También tuvimos ocasión de ver algunas de esas cosas que demuestran que la naturaleza no funciona a base de compartimentos estancos. Aparte de unos cuantos delfines comunes (que yo no conseguí ver), hubo un momento en que mi padre vio algo blanco en el agua, aleteando, y unas gaviotas posadas, picoteando. No fue capaz de identificar qué era, así que me puse a buscarlo, pero, como no lo encontraba, me pasé a su catalejo. Tampoco yo lo tenía muy claro, la verdad, un cuerpo claro y una aleta que salía a veces, demostrando que su dueño estaba vivo. Pensé que podía ser un pez luna, pero no tenía claro si llegaban tan al norte. Antes de que pudiese plantearlo, mi padre se acercó y Antonio le confirmó que era un pez luna, que sube a superficie para que las gaviotas lo desparasiten. Otra escena interesante fue la llegada a tierra de un halcón peregrino (la población peninsular es sedentaria) con un charrán común entre las garras. Este halcón vive, seguramente, en los acantilados de la zona, y aprovecha el paso para salir y cazar: Sólo tiene que salir en perpendicular a la costa y elegir entre los miles de aves que van pasando. Reconoceré que un error de decisión me hizo perder la foto, y un resbalón mientras intentaba alcanzarle me hizo plantearme muy seriamente si esa foto merecía despeñarme. La respuesta fue no, y no volví a verle, por desgracia.


El paíño europeo (Hydrobates pelagicus) pasa la mayor parte de su vida en alta mar.

Finalmente, llegamos a Mort -de Mortimer, sin ninguna razón aparente- una nueva muestra de que me gusta ponerle nombre a todo. Mort es un joven paíño europeo, un ave poco más grande que un gorrión, blanca y negra, y de vida pelágica, es decir, vive en mar abierto. Los paíños tienen fama de ave de mal agüero entre los marineros, de atraer el mal tiempo. Esta fama se la ganaron porque se las ve con más facilidad durante las tormentas, y los marineros, gente tradicionalmente supersticiosa, sumaron dos y dos. En algunos lugares se creía que eran las almas de marineros desaparecidos -supongo que su color no debía ayudar-, y que traía mala suerte matarlos. El caso es que Mort llegó a Bares la noche del Sábado, cuando lo encontraron, probablemente deslumbrado por las luces de la costa, y bastante desorientado. Soltarlo inmediatamente no era una opción, porque el viento no era el correcto, y andaba un poco atontado, así que Pablo, uno de los compañeros en Estaca, lo colocó en uno de los molinos, a resguardo, con la esperanza de que se le pasara el susto y reemprendiera la migración. Sesión de fotos aparte -no es que uno tenga demasiadas posibilidades de fotografiar a un paíño vivo por estos lares-, durante el día estuvimos pendientes de él, pero cuando marchamos aún no había remontado el vuelo, y estaba escondido en un hueco entre las piedras. Tampoco resulta sorprendente, los paíños vuelan sobre todo de noche, así que espero que durante la noche del domingo se atreviese a salir y consiguiese terminar su viaje. 
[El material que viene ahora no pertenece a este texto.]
// Copyright 2025 Neuraville Inc.
// SPDX-License-Identifier: Apache-2.0

//! # Core Types
//!
//! Data passed between the stages of one duty cycle.
//!
//! | type | produced by | consumed by |
//! |---|---|---|
//! | [`Frame`] | sensor driver (borrowed) | feature extractor |
//! | [`FeatureTensor`] | feature extractor | accelerator input FIFO |
//! | [`ScoreVector`] | accelerator unload | softmax |
//! | [`ProbabilityVector`] | softmax | argmax |
//! | [`ClassificationResult`] | argmax | radio payload, diagnostics |

use core::fmt;

use crate::error::{NeuralError, Result};

/// 1.0 in Q15
pub const Q15_ONE: i32 = 1 << 15;

/// One 8-bit-per-channel pixel
#[derive(Debug, Clone, Copy, PartialEq, Eq, Default)]
pub struct Rgb {
    pub r: u8,
    pub g: u8,
    pub b: u8,
}

impl Rgb {
    pub const fn new(r: u8, g: u8, b: u8) -> Self {
        Self { r, g, b }
    }
}

/// Raw interleaved colour frame, borrowed from the sensor's capture buffer.
///
/// Pixels are stored as `R, G, B` (3 bytes per pixel) or, for the streaming
/// capture path, as little-endian `0x00bbggrr` words (4 bytes per pixel, the
/// fourth byte is ignored). The borrow ends before the next capture starts.
#[derive(Debug, Clone, Copy)]
pub struct Frame<'a> {
    data: &'a [u8],
    width: u32,
    height: u32,
    bytes_per_pixel: u8,
}

impl<'a> Frame<'a> {
    pub fn new(data: &'a [u8], width: u32, height: u32, bytes_per_pixel: u8) -> Self {
        Self {
            data,
            width,
            height,
            bytes_per_pixel,
        }
    }

    pub fn data(&self) -> &'a [u8] {
        self.data
    }

    pub fn width(&self) -> u32 {
        self.width
    }

    pub fn height(&self) -> u32 {
        self.height
    }

    pub fn bytes_per_pixel(&self) -> u8 {
        self.bytes_per_pixel
    }

    /// Buffer length in bytes as reported by the driver
    pub fn len(&self) -> usize {
        self.data.len()
    }

    pub fn is_empty(&self) -> bool {
        self.data.is_empty()
    }

    pub fn pixel_count(&self) -> usize {
        self.width as usize * self.height as usize
    }

    /// Row-major pixel iterator
    pub fn pixels(&self) -> impl Iterator<Item = Rgb> + 'a {
        let stride = usize::from(self.bytes_per_pixel.max(3));
        self.data
            .chunks_exact(stride)
            .take(self.pixel_count())
            .map(|p| Rgb::new(p[0], p[1], p[2]))
    }

    /// Verify this frame can feed a model with the given input geometry.
    ///
    /// Called once when the sensor is first configured; the extraction path
    /// itself trusts the geometry.
    pub fn check_against(&self, geometry: &InputGeometry) -> Result<()> {
        if !matches!(self.bytes_per_pixel, 3 | 4) {
            return Err(NeuralError::UnsupportedPixelStride(self.bytes_per_pixel));
        }
        if self.width != geometry.width || self.height != geometry.height {
            return Err(NeuralError::ResolutionMismatch {
                expected_width: geometry.width,
                expected_height: geometry.height,
                actual_width: self.width,
                actual_height: self.height,
            });
        }
        let needed = self.pixel_count() * usize::from(self.bytes_per_pixel);
        if self.data.len() < needed {
            return Err(NeuralError::FrameTooShort {
                expected: needed,
                actual: self.data.len(),
            });
        }
        Ok(())
    }
}

/// Accelerator input layout
#[derive(Debug, Clone, Copy, PartialEq, Eq, Hash)]
pub enum InputVariant {
    /// Single-channel signed 8-bit luma, row-major
    Luma,
    /// One `0x00BBGGRR ^ 0x00808080` word per pixel
    PackedRgb,
}

impl InputVariant {
    pub fn channels(self) -> u32 {
        match self {
            InputVariant::Luma => 1,
            InputVariant::PackedRgb => 3,
        }
    }

    pub fn name(self) -> &'static str {
        match self {
            InputVariant::Luma => "luma",
            InputVariant::PackedRgb => "packed_rgb",
        }
    }
}

impl fmt::Display for InputVariant {
    fn fmt(&self, f: &mut fmt::Formatter<'_>) -> fmt::Result {
        f.write_str(self.name())
    }
}

/// Expected model input: capture resolution plus layout.
///
/// No resizing happens anywhere, so this is also the sensor resolution.
#[derive(Debug, Clone, Copy, PartialEq, Eq, Hash)]
pub struct InputGeometry {
    pub width: u32,
    pub height: u32,
    pub variant: InputVariant,
}

impl InputGeometry {
    pub const fn new(width: u32, height: u32, variant: InputVariant) -> Self {
        Self {
            width,
            height,
            variant,
        }
    }

    pub fn pixel_count(&self) -> usize {
        self.width as usize * self.height as usize
    }

    /// Number of scalar elements: width × height × channels
    pub fn element_count(&self) -> usize {
        self.pixel_count() * self.variant.channels() as usize
    }

    /// Number of 32-bit words pushed through the accelerator input FIFO
    pub fn word_count(&self) -> usize {
        match self.variant {
            InputVariant::Luma => self.pixel_count().div_ceil(4),
            InputVariant::PackedRgb => self.pixel_count(),
        }
    }
}

/// Model input tensor.
///
/// Allocated once by the controller and overwritten in place each cycle.
#[derive(Debug, Clone, PartialEq, Eq)]
pub enum FeatureTensor {
    Luma(Vec<i8>),
    PackedRgb(Vec<u32>),
}

impl FeatureTensor {
    /// All-zero tensor sized for `geometry`
    pub fn zeroed(geometry: &InputGeometry) -> Self {
        match geometry.variant {
            InputVariant::Luma => FeatureTensor::Luma(vec![0; geometry.pixel_count()]),
            InputVariant::PackedRgb => FeatureTensor::PackedRgb(vec![0; geometry.pixel_count()]),
        }
    }

    pub fn variant(&self) -> InputVariant {
        match self {
            FeatureTensor::Luma(_) => InputVariant::Luma,
            FeatureTensor::PackedRgb(_) => InputVariant::PackedRgb,
        }
    }

    /// Number of pixels held
    pub fn len(&self) -> usize {
        match self {
            FeatureTensor::Luma(v) => v.len(),
            FeatureTensor::PackedRgb(v) => v.len(),
        }
    }

    pub fn is_empty(&self) -> bool {
        self.len() == 0
    }

    pub fn as_luma(&self) -> Option<&[i8]> {
        match self {
            FeatureTensor::Luma(v) => Some(v),
            FeatureTensor::PackedRgb(_) => None,
        }
    }

    pub fn as_packed(&self) -> Option<&[u32]> {
        match self {
            FeatureTensor::PackedRgb(v) => Some(v),
            FeatureTensor::Luma(_) => None,
        }
    }

    pub fn word_count(&self) -> usize {
        match self {
            FeatureTensor::Luma(v) => v.len().div_ceil(4),
            FeatureTensor::PackedRgb(v) => v.len(),
        }
    }

    /// 32-bit word `index` as written to accelerator memory.
    ///
    /// Luma bytes are packed four per word, little-endian, matching a byte
    /// copy into the accelerator's data SRAM. A trailing partial word is zero
    /// padded.
    pub fn word(&self, index: usize) -> u32 {
        match self {
            FeatureTensor::Luma(v) => {
                let mut bytes = [0u8; 4];
                let start = index * 4;
                for (slot, value) in bytes.iter_mut().zip(v.iter().skip(start).take(4)) {
                    *slot = *value as u8;
                }
                u32::from_le_bytes(bytes)
            }
            FeatureTensor::PackedRgb(v) => v[index],
        }
    }

    /// Words in FIFO order
    pub fn words(&self) -> impl Iterator<Item = u32> + '_ {
        (0..self.word_count()).map(move |i| self.word(i))
    }

    /// Unsigned 8-bit grayscale view, for diagnostic image dumps.
    ///
    /// Luma values are shifted back to `0..=255`; packed pixels have their
    /// bias removed and are reduced with the same luma weights.
    pub fn grayscale(&self) -> impl Iterator<Item = u8> + '_ {
        let (luma, packed): (&[i8], &[u32]) = match self {
            FeatureTensor::Luma(v) => (v.as_slice(), &[]),
            FeatureTensor::PackedRgb(v) => (&[], v.as_slice()),
        };
        luma.iter()
            .map(|v| (*v as u8) ^ 0x80)
            .chain(packed.iter().map(|w| {
                let raw = w ^ crate::features::PACKED_BIAS_XOR;
                let r = (raw & 0xFF) as u8;
                let g = ((raw >> 8) & 0xFF) as u8;
                let b = ((raw >> 16) & 0xFF) as u8;
                crate::features::luma_unbiased(Rgb::new(r, g, b))
            }))
    }

    /// Confirm the buffer matches the model input before the first cycle
    pub fn check_against(&self, geometry: &InputGeometry) -> Result<()> {
        if self.variant() != geometry.variant || self.len() != geometry.pixel_count() {
            return Err(NeuralError::TensorLengthMismatch {
                expected: geometry.pixel_count(),
                actual: self.len(),
            });
        }
        Ok(())
    }
}

/// Raw accelerator output, one Q17.14 score per class.
///
/// `N` is the model's class count; it cannot change at run time.
#[derive(Debug, Clone, Copy, PartialEq, Eq)]
pub struct ScoreVector<const N: usize>(pub [i32; N]);

impl<const N: usize> Default for ScoreVector<N> {
    fn default() -> Self {
        Self([0; N])
    }
}

impl<const N: usize> ScoreVector<N> {
    pub const LEN: usize = N;

    pub fn as_slice(&self) -> &[i32] {
        &self.0
    }

    pub fn as_mut_slice(&mut self) -> &mut [i32] {
        &mut self.0
    }
}

/// Softmax output, one Q15 probability per class
#[derive(Debug, Clone, Copy, PartialEq, Eq)]
pub struct ProbabilityVector<const N: usize>(pub [i16; N]);

impl<const N: usize> Default for ProbabilityVector<N> {
    fn default() -> Self {
        Self([0; N])
    }
}

impl<const N: usize> ProbabilityVector<N> {
    pub const LEN: usize = N;

    pub fn as_slice(&self) -> &[i16] {
        &self.0
    }

    pub fn as_mut_slice(&mut self) -> &mut [i16] {
        &mut self.0
    }

    /// Per-class confidences in class order
    pub fn confidences(&self) -> impl Iterator<Item = Confidence> + '_ {
        self.0.iter().map(|p| Confidence::from_q15(*p))
    }

    /// Sum of all probabilities in Q15 (≈ [`Q15_ONE`])
    pub fn total(&self) -> i32 {
        self.0.iter().map(|p| i32::from(*p)).sum()
    }
}

/// Confidence in tenths of a percent (`500` = `50.0%`).
#[derive(Debug, Clone, Copy, PartialEq, Eq, PartialOrd, Ord, Default)]
pub struct Confidence(u16);

impl Confidence {
    /// `(1000 × p + 0x4000) >> 15`, i.e. `p / 32768` in per-mille with
    /// round-to-nearest
    pub fn from_q15(probability: i16) -> Self {
        let permille = (1000 * i32::from(probability) + 0x4000) >> 15;
        Confidence(permille.clamp(0, 1000) as u16)
    }

    pub fn tenths_of_percent(self) -> u16 {
        self.0
    }

    pub fn whole_percent(self) -> u16 {
        self.0 / 10
    }

    pub fn tenth_digit(self) -> u16 {
        self.0 % 10
    }
}

impl fmt::Display for Confidence {
    fn fmt(&self, f: &mut fmt::Formatter<'_>) -> fmt::Result {
        write!(f, "{}.{}%", self.whole_percent(), self.tenth_digit())
    }
}

/// Winning class of one cycle
#[derive(Debug, Clone, Copy, PartialEq, Eq)]
pub struct ClassificationResult {
    pub class_index: usize,
    /// Q15 probability of the winning class
    pub probability: i16,
    pub confidence: Confidence,
}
Despedimos con el sol poniéndose tras Cabo Ortegal.

La verdad es que este viaje fue toda una experiencia: no sólo me lo pasé bien, también aprendí bastante y pude dedicar tiempo a cosas que, por unos y otros motivos, no suelo. Aún sin ser de los días más intensos, el paso es un espectáculo y el paisaje no lo desmerece en absoluto. Si tuviese que poner alguna nota negativa, sería únicamente sobre asuntos secundarios (los fracasos en el digiscoping y la fotografía nocturna y el exceso de optimismo sobre el abrigo). Nada serio, vaya, sólo lecciones y ganas de volver a por más. Quiero aprovechar para agradecer a los que estuvieron allí estos días la ayuda y los comentarios y, especialmente, a Antonio y Pablo, que fue con los que más rato hablamos. Volveremos a vernos allí, seguro.